In the fast-growing nutraceutical industry, scientific validation has become a decisive differentiator. Brands must now combine robust evidence, regulatory compliance, and high-performing ingredients to deliver products that meet the expectations of increasingly informed consumers.

This article explores the main types of efficacy studies and how innovative, science-backed ingredients—highlighted through our collaboration with Evonik—can help you design credible and high-impact nutraceutical formulas.

Choosing the Right Ingredient Strategy

The choice of active ingredients depends on the desired market positioning, investment capacity, and long-term vision of your brand.

• For cost-sensitive formulations, a combination of actives supported by literature reviews and preliminary in-vitro data may be sufficient.
• For premium or science-driven products, investing in ingredients supported by in-vivo and clinical research becomes essential to secure regulatory compliance and market trust.

In-Vitro Studies: The Scientific Foundation

In-vitro studies form the first level of scientific substantiation. Conducted in controlled settings using isolated cells or tissues, they provide early insights into a compound’s biological activity.
For instance, an in-vitro study may evaluate how a plant sterol interferes with cholesterol synthesis in liver cells. While these results are valuable for screening and hypothesis building, in-vitro findings alone are not sufficient to support nutraceutical health claims.

In-Vivo Studies: Understanding Biological Complexity

In-vivo studies deepen scientific understanding by evaluating effects in whole organisms, typically animal models. They clarify bioavailability, metabolism, safety, and systemic activity. Although in-vivo results better reflect physiological realities, they still require careful interpretation and cannot be directly generalized to humans.

Clinical Studies: The Pinnacle of Proof

Clinical research is the highest level of evidence. Randomized controlled trials (RCTs) generate robust data on safety and efficacy and are considered essential for substantiating health claims according to regulators such as FDA and EFSA.
A typical example would be an RCT measuring the impact of fish oil on triglyceride levels in people with hyperlipidemia. These data points significantly influence consumer trust and product acceptance.

As regulatory frameworks evolve, scientific expectations rise. The 2023 opening of probiotics-related claims in France illustrates how new opportunities emerge for companies prepared to invest in evidence-based innovation.

Co-Branding: Strengthening Market Credibility

Co-branding is an increasingly strategic tool for nutraceutical companies. By partnering with suppliers known for scientific rigor, brands can:

• Leverage shared expertise
• Strengthen product credibility
• Improve regulatory compliance
• Accelerate market adoption

Safic-Alcan collaborates closely with innovation-driven partners such as Evonik, whose work on next-generation synbiotics is reshaping the category.

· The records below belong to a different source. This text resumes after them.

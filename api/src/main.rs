use api::auth::middleware::log_request;
use api::routes::routes;
use axum::{Router, middleware::from_fn};
use migration::{Migrator, MigratorTrait};
use std::net::SocketAddr;
use tower_http::{cors::CorsLayer, services::ServeDir};
use tracing_appender::rolling;
use util::{config, paths, state::AppState};

#[tokio::main]
async fn main() {
    // Load configuration and initialize logging
    let _log_guard = init_logging(&config::log_file());

    // Set up dependencies
    let db = db::connect().await.expect("Failed to connect to database");
    Migrator::up(&db, None)
        .await
        .expect("Failed to run migrations");
    let upload_root = paths::ensure_upload_root()
        .await
        .expect("Failed to create upload root");
    let app_state = AppState::new(db);

    // Configure middleware
    let cors = CorsLayer::very_permissive();

    // Build app router
    let app = Router::new()
        .merge(routes(app_state))
        .nest_service("/public", ServeDir::new(upload_root))
        .layer(from_fn(log_request))
        .layer(cors);

    // Start server
    let addr: SocketAddr = format!("{}:{}", config::host(), config::port())
        .parse()
        .expect("Invalid address");

    tracing::info!(%addr, env = %config::env(), "Starting {}", config::project_name());
    println!(
        "Starting {} on http://{}:{}",
        config::project_name(),
        config::host(),
        config::port()
    );

    axum::serve(
        tokio::net::TcpListener::bind(&addr)
            .await
            .expect("Failed to bind"),
        app.into_make_service_with_connect_info::<SocketAddr>(),
    )
    .await
    .expect("Server crashed");
}

fn init_logging(log_file: &str) -> tracing_appender::non_blocking::WorkerGuard {
    use std::fs;
    use tracing_subscriber::{EnvFilter, fmt, prelude::*};

    fs::create_dir_all("logs").ok();

    let file_appender = rolling::daily("logs", log_file);
    let (file_writer, guard) = tracing_appender::non_blocking(file_appender);

    let file_layer = fmt::layer()
        .with_writer(file_writer)
        .with_ansi(false)
        .with_target(true)
        .with_thread_ids(true);

    let stdout_layer = config::log_to_stdout().then(|| {
        fmt::layer()
            .with_writer(std::io::stdout)
            .with_ansi(true)
            .with_target(true)
            .with_thread_ids(true)
    });

    let env_filter = EnvFilter::try_new(config::log_level())
        .unwrap_or_else(|_| EnvFilter::new("api=info"));

    tracing_subscriber::registry()
        .with(env_filter)
        .with(file_layer)
        .with(stdout_layer)
        .init();

    guard
}
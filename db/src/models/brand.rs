use crate::filters::starts_with_ci;
use chrono::{DateTime, Utc};
use sea_orm::ActiveValue::Set;
use sea_orm::entity::prelude::*;
use sea_orm::QueryOrder;
use serde::Serialize;

/// A car manufacturer, optionally with an uploaded logo.
#[derive(Clone, Debug, PartialEq, DeriveEntityModel, Serialize)]
#[sea_orm(table_name = "brands")]
#[serde(rename_all = "camelCase")]
pub struct Model {
    #[sea_orm(primary_key)]
    pub id: i64,
    pub name: String,
    /// Path of the uploaded logo as written by the upload handler.
    pub logo_image: Option<String>,
    pub created_at: DateTime<Utc>,
    pub updated_at: DateTime<Utc>,
}

#[derive(Copy, Clone, Debug, EnumIter, DeriveRelation)]
pub enum Relation {
    #[sea_orm(has_many = "super::car::Entity")]
    Car,
}

impl Related<super::car::Entity> for Entity {
    fn to() -> RelationDef {
        Relation::Car.def()
    }
}

impl ActiveModelBehavior for ActiveModel {}

impl Model {
    pub async fn create(
        db: &DbConn,
        name: &str,
        logo_image: Option<&str>,
    ) -> Result<Model, DbErr> {
        let now = Utc::now();
        ActiveModel {
            name: Set(name.to_owned()),
            logo_image: Set(logo_image.map(str::to_owned)),
            created_at: Set(now),
            updated_at: Set(now),
            ..Default::default()
        }
        .insert(db)
        .await
    }

    /// Brands whose name starts with `prefix`, ignoring case.
    pub async fn find_by_name_prefix(db: &DbConn, prefix: &str) -> Result<Vec<Model>, DbErr> {
        Entity::find()
            .filter(starts_with_ci::<Entity, _>(Column::Name, prefix))
            .order_by_asc(Column::Name)
            .all(db)
            .await
    }

    pub async fn set_logo(self, db: &DbConn, path: &str) -> Result<Model, DbErr> {
        let mut active: ActiveModel = self.into();
        active.logo_image = Set(Some(path.to_owned()));
        active.updated_at = Set(Utc::now());
        active.update(db).await
    }

    /// Deletes the brand and hands back the row as it was.
    pub async fn delete_returning(db: &DbConn, id: i64) -> Result<Option<Model>, DbErr> {
        let Some(brand) = Entity::find_by_id(id).one(db).await? else {
            return Ok(None);
        };
        Entity::delete_by_id(id).exec(db).await?;
        Ok(Some(brand))
    }
}
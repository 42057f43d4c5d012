use super::common::UpdateLanguageRequest;
use crate::response::AppError;
use crate::routes::common::{ValidJson, parse_id};
use axum::{
    Json,
    extract::{Path, State},
};
use db::models::programming_language::ProgrammingLanguage;
use util::state::AppState;

/// PUT /language/{id}
///
/// ### Responses
/// - `200 OK` → merged Language
/// - `400 Bad Request` → validation failure
/// - `404 Not Found` → `{ "error": "Language not found" }`
pub async fn update_language(
    State(app_state): State<AppState>,
    Path(id): Path<String>,
    ValidJson(req): ValidJson<UpdateLanguageRequest>,
) -> Result<Json<ProgrammingLanguage>, AppError> {
    let id = parse_id(&id, "Language")?;
    ProgrammingLanguage::update(app_state.db(), id, req.into())
        .await?
        .map(Json)
        .ok_or_else(|| AppError::not_found("Language not found"))
}
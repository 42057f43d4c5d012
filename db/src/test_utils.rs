use migration::Migrator;
use sea_orm::{Database, DatabaseConnection};
use sea_orm_migration::MigratorTrait;

pub async fn setup_test_db() -> DatabaseConnection {
    let db = Database::connect("sqlite::memory:")
        .await
        .expect("Failed to connect to in-memory db");

    Migrator::up(&db, None)
        .await
        .expect("Failed to run migrations");

    db
}
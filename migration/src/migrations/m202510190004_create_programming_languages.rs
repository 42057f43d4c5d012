use sea_orm_migration::prelude::*;

pub struct Migration;

impl MigrationName for Migration {
    fn name(&self) -> &str {
        "m202510190004_create_programming_languages"
    }
}

#[async_trait::async_trait]
impl MigrationTrait for Migration {
    async fn up(&self, manager: &SchemaManager) -> Result<(), DbErr> {
        manager
            .create_table(
                Table::create()
                    .table(Alias::new("programming_languages"))
                    .if_not_exists()
                    .col(ColumnDef::new(Alias::new("id")).integer().not_null().auto_increment().primary_key())
                    .col(ColumnDef::new(Alias::new("name")).string().not_null())
                    .col(ColumnDef::new(Alias::new("released_year")).integer().not_null())
                    .col(ColumnDef::new(Alias::new("githut_rank")).integer())
                    .col(ColumnDef::new(Alias::new("pypl_rank")).integer())
                    .col(ColumnDef::new(Alias::new("tiobe_rank")).integer())
                    .to_owned(),
            )
            .await
    }

    async fn down(&self, manager: &SchemaManager) -> Result<(), DbErr> {
        manager
            .drop_table(Table::drop().table(Alias::new("programming_languages")).to_owned())
            .await
    }
}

Expert Insights with Evonik: Innovations Powered by Data

We spoke with Dr. Bodo Speckmann, Health Science & Technology Lead at Evonik’s business incubator Creavis, to explore how scientific and technological innovation shapes modern nutraceutical development.

Evonik’s Strategy: Science as a Differentiator

According to Dr. Speckmann, the nutraceutical market is shifting toward proven, convenient, and science-backed solutions. Evonik focuses on areas with high consumer demand—cardiovascular, cognitive, and gut health—while developing a groundbreaking new category: IN VIVO BIOTICS™, synbiotics that convert specific ingredients into bioactive compounds directly in the intestine.

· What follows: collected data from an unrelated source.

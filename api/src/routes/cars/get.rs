use crate::response::{AppError, Page};
use crate::routes::common::{PageParams, parse_id};
use axum::{
    Json,
    extract::{Path, Query, State},
};
use db::filters::fetch_page;
use db::models::car::{CarWithRelations, Column as CarColumn, Entity as CarEntity, Model as CarModel};
use sea_orm::{EntityTrait, QueryOrder};
use util::state::AppState;

/// GET /car
///
/// Paginated list of cars with `brand` and `owner` populated.
///
/// ### Responses
/// - `200 OK` → `{ "totalItems", "totalPages", "currentPage", "data": [Car] }`
/// - `400 Bad Request` → `{ "error": "Params page or limit are not valid" }`
pub async fn list_cars(
    State(app_state): State<AppState>,
    Query(params): Query<PageParams>,
) -> Result<Json<Page<CarWithRelations>>, AppError> {
    let (page, limit) = params.resolve()?;
    let db = app_state.db();

    let query = CarEntity::find().order_by_asc(CarColumn::Id);
    let (cars, total) = fetch_page(db, query, page, limit).await?;
    let cars = CarModel::with_relations(db, cars).await?;

    Ok(Json(Page::new(cars, total, page, limit)))
}

/// GET /car/{id}
///
/// ### Responses
/// - `200 OK` → Car with `brand` and `owner`
/// - `404 Not Found` → `{ "error": "Car not found" }`
pub async fn get_car(
    State(app_state): State<AppState>,
    Path(id): Path<String>,
) -> Result<Json<CarWithRelations>, AppError> {
    let id = parse_id(&id, "Car")?;
    CarModel::find_with_relations(app_state.db(), id)
        .await?
        .map(Json)
        .ok_or_else(|| AppError::not_found("Car not found"))
}

/// GET /car/brand/{brand}
///
/// Cars whose brand name starts with `{brand}`, ignoring case.
///
/// ### Responses
/// - `200 OK` → `[Car]`
/// - `404 Not Found` → `{ "error": "There are no cars for this brand" }`
pub async fn search_cars_by_brand(
    State(app_state): State<AppState>,
    Path(brand): Path<String>,
) -> Result<Json<Vec<CarWithRelations>>, AppError> {
    let db = app_state.db();
    let cars = CarModel::find_by_brand_prefix(db, &brand).await?;
    if cars.is_empty() {
        return Err(AppError::not_found("There are no cars for this brand"));
    }

    Ok(Json(CarModel::with_relations(db, cars).await?))
}
use crate::seed::Seeder;
use db::models::programming_language::{LanguageFields, ProgrammingLanguage};
use sea_orm::{ConnectionTrait, DatabaseConnection, DbErr};

pub struct LanguageSeeder;

// (name, released, githut, pypl, tiobe)
const LANGUAGES: &[(&str, i32, i32, i32, i32)] = &[
    ("JavaScript", 1995, 1, 3, 6),
    ("Python", 1991, 2, 1, 1),
    ("Java", 1995, 3, 2, 4),
    ("TypeScript", 2012, 4, 7, 42),
    ("C#", 2000, 5, 4, 5),
    ("PHP", 1995, 6, 5, 8),
    ("C++", 1985, 7, 6, 3),
    ("C", 1972, 8, 8, 2),
    ("Go", 2009, 9, 13, 12),
    ("Rust", 2010, 14, 9, 13),
];

#[async_trait::async_trait]
impl Seeder for LanguageSeeder {
    async fn seed(&self, db: &DatabaseConnection) -> Result<(), DbErr> {
        db.execute_unprepared("DELETE FROM programming_languages")
            .await?;

        for &(name, released_year, githut, pypl, tiobe) in LANGUAGES {
            ProgrammingLanguage::create(
                db,
                LanguageFields {
                    name: name.to_string(),
                    released_year,
                    githut_rank: Some(githut),
                    pypl_rank: Some(pypl),
                    tiobe_rank: Some(tiobe),
                },
            )
            .await?;
        }
        Ok(())
    }
}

These solutions use advanced probiotics and complementary bioactives to support preventative and adjuvant nutrition—contributing to Evonik’s global sustainability efforts and long-term health commitments.

Case Study: IN VIVO BIOTICS™ Gluten Tolerance

A recent innovation illustrates this science-driven approach. Individuals with gluten sensitivity often struggle with solutions that lack efficacy or practicality. Evonik addressed this gap by studying the role of the gut microbiome and identifying strains capable of fast and complete gluten degradation.

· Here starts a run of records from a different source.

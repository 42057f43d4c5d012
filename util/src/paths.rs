use crate::config;
use std::{
    io,
    path::{Path, PathBuf},
};

/// Upload root (absolute), from `config::upload_root()`.
/// If relative in env, resolve against current_dir().
pub fn upload_root() -> PathBuf {
    let p = PathBuf::from(config::upload_root());
    if p.is_absolute() {
        p
    } else {
        std::env::current_dir()
            .unwrap_or_else(|_| PathBuf::from("."))
            .join(p)
    }
}

/// Create the upload root if it doesn't exist, and return it.
pub async fn ensure_upload_root() -> io::Result<PathBuf> {
    let root = upload_root();
    tokio::fs::create_dir_all(&root).await?;
    Ok(root)
}

/// Strips any directory components from a client supplied file name.
///
/// Returns `None` when nothing usable is left (e.g. `".."` or `""`).
pub fn sanitize_file_name(raw: &str) -> Option<String> {
    let name = raw.rsplit(|c: char| c == '/' || c == '\\').next()?.trim();
    if name.is_empty() || name == "." || name == ".." {
        return None;
    }
    Some(name.to_string())
}

/// `<stored>_<original>`: the final name of an uploaded logo.
pub fn with_original_suffix(stored: &Path, original: &str) -> PathBuf {
    let mut name = stored.as_os_str().to_os_string();
    name.push("_");
    name.push(original);
    PathBuf::from(name)
}
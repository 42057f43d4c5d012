use crate::config::AppConfig;
use tempfile::TempDir;

/// Creates a unique temporary directory and points the upload root at it
/// for the duration of the test. The directory is removed when the returned
/// `TempDir` is dropped.
///
/// Keep the returned `TempDir` in scope for as long as you need the files.
pub fn setup_test_upload_root() -> TempDir {
    let tmp = TempDir::new().expect("failed to create tempdir");
    let abs = tmp
        .path()
        .canonicalize()
        .unwrap_or_else(|_| tmp.path().to_path_buf());
    AppConfig::set_upload_root(abs.to_string_lossy().to_string());
    tmp
}

/// Pins the auth related settings to known values.
pub fn setup_test_auth() {
    AppConfig::set_env("test");
    AppConfig::set_jwt_secret("test-secret");
    AppConfig::set_jwt_duration_minutes(60);
    AppConfig::set_admin_email("admin@gmail.com");
}
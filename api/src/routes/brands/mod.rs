//! # Brand Routes Module
//!
//! Routes for the `/brand` endpoint group.
//!
//! ## Structure
//! - `get.rs` — list, fetch by id, prefix search
//! - `post.rs` — create, logo upload
//! - `put.rs` — update
//! - `delete.rs` — delete
//! - `common.rs` — request bodies

use axum::{
    Router,
    routing::{delete, get, post, put},
};
use delete::delete_brand;
use get::{get_brand, list_brands, search_brands};
use post::{create_brand, upload_logo};
use put::update_brand;
use util::state::AppState;

pub mod common;
pub mod delete;
pub mod get;
pub mod post;
pub mod put;

/// Builds the `/brand` route group.
///
/// - `GET /brand` → `list_brands`
/// - `GET /brand/name/{name}` → `search_brands`
/// - `GET /brand/{id}` → `get_brand`
/// - `POST /brand` → `create_brand`
/// - `POST /brand/logo-upload` → `upload_logo`
/// - `PUT /brand/{id}` → `update_brand`
/// - `DELETE /brand/{id}` → `delete_brand`
pub fn brand_routes() -> Router<AppState> {
    Router::new()
        .route("/", get(list_brands))
        .route("/", post(create_brand))
        .route("/logo-upload", post(upload_logo))
        .route("/name/{name}", get(search_brands))
        .route("/{id}", get(get_brand))
        .route("/{id}", put(update_brand))
        .route("/{id}", delete(delete_brand))
}
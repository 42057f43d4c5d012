//! Access guards applied with `axum::middleware::from_fn` as route layers.

use crate::auth::claims::{AuthUser, Claims};
use crate::response::AppError;
use axum::{
    body::Body,
    extract::{FromRequestParts, Path},
    http::Request,
    middleware::Next,
    response::Response,
};
use std::collections::HashMap;
use util::config;

/// Extracts the user from the bearer token and stores it in the request
/// extensions for downstream handlers.
async fn extract_and_insert_authuser(
    req: Request<Body>,
) -> Result<(Request<Body>, AuthUser), AppError> {
    let (mut parts, body) = req.into_parts();
    let user = AuthUser::from_request_parts(&mut parts, &()).await?;

    let mut req = Request::from_parts(parts, body);
    req.extensions_mut().insert(user.clone());
    Ok((req, user))
}

/// Whether the token holder may change or remove the user `target_id`.
///
/// Allowed for the user themselves and for the administrative account.
/// Emails are stored and looked up case-sensitively, so the admin match is
/// exact as well.
pub fn can_modify_user(claims: &Claims, target_id: Option<i64>, admin_email: &str) -> bool {
    if claims.email == admin_email {
        return true;
    }
    target_id == Some(claims.sub)
}

/// Owner-or-admin guard for routes with an `{id}` user parameter.
pub async fn allow_self_or_admin(
    Path(params): Path<HashMap<String, String>>,
    req: Request<Body>,
    next: Next,
) -> Result<Response, AppError> {
    let (req, AuthUser(claims)) = extract_and_insert_authuser(req).await?;

    let target_id = params.get("id").and_then(|s| s.parse::<i64>().ok());

    if !can_modify_user(&claims, target_id, &config::admin_email()) {
        tracing::warn!(
            user = claims.sub,
            target = ?target_id,
            "Rejected user modification"
        );
        return Err(AppError::unauthorized(
            "You are not authorized to perform this operation",
        ));
    }

    Ok(next.run(req).await)
}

The resulting synbiotic uses:

• Probiotic strains with complementary enzyme production
• Microbial lysates for immediate action
• Viable strains for long-term engraftment

The dual mechanism enables both acute and persistent efficacy. IN VIVO BIOTICS™ gluten tolerance is currently undergoing an RCT to assess its role as an adjuvant nutritional intervention for people with celiac disease.

Supporting Customers Beyond Ingredients

Evonik also provides:

• Formulation expertise
• Regulatory guidance
• Support for compliant health benefit communication
• Deep market and consumer insight

This ensures customers can move confidently from concept to market-ready products with clear scientific backing.

Conclusion

Evidence-based innovation is now the foundation of successful nutraceutical product development. By understanding the hierarchy of scientific studies, navigating the evolving regulatory landscape, and collaborating with partners committed to data-driven excellence, companies can build formulations that truly perform to convince.

Safic-Alcan and its partners, including Evonik, stand ready to support your next generation of science-backed nutraceutical solutions.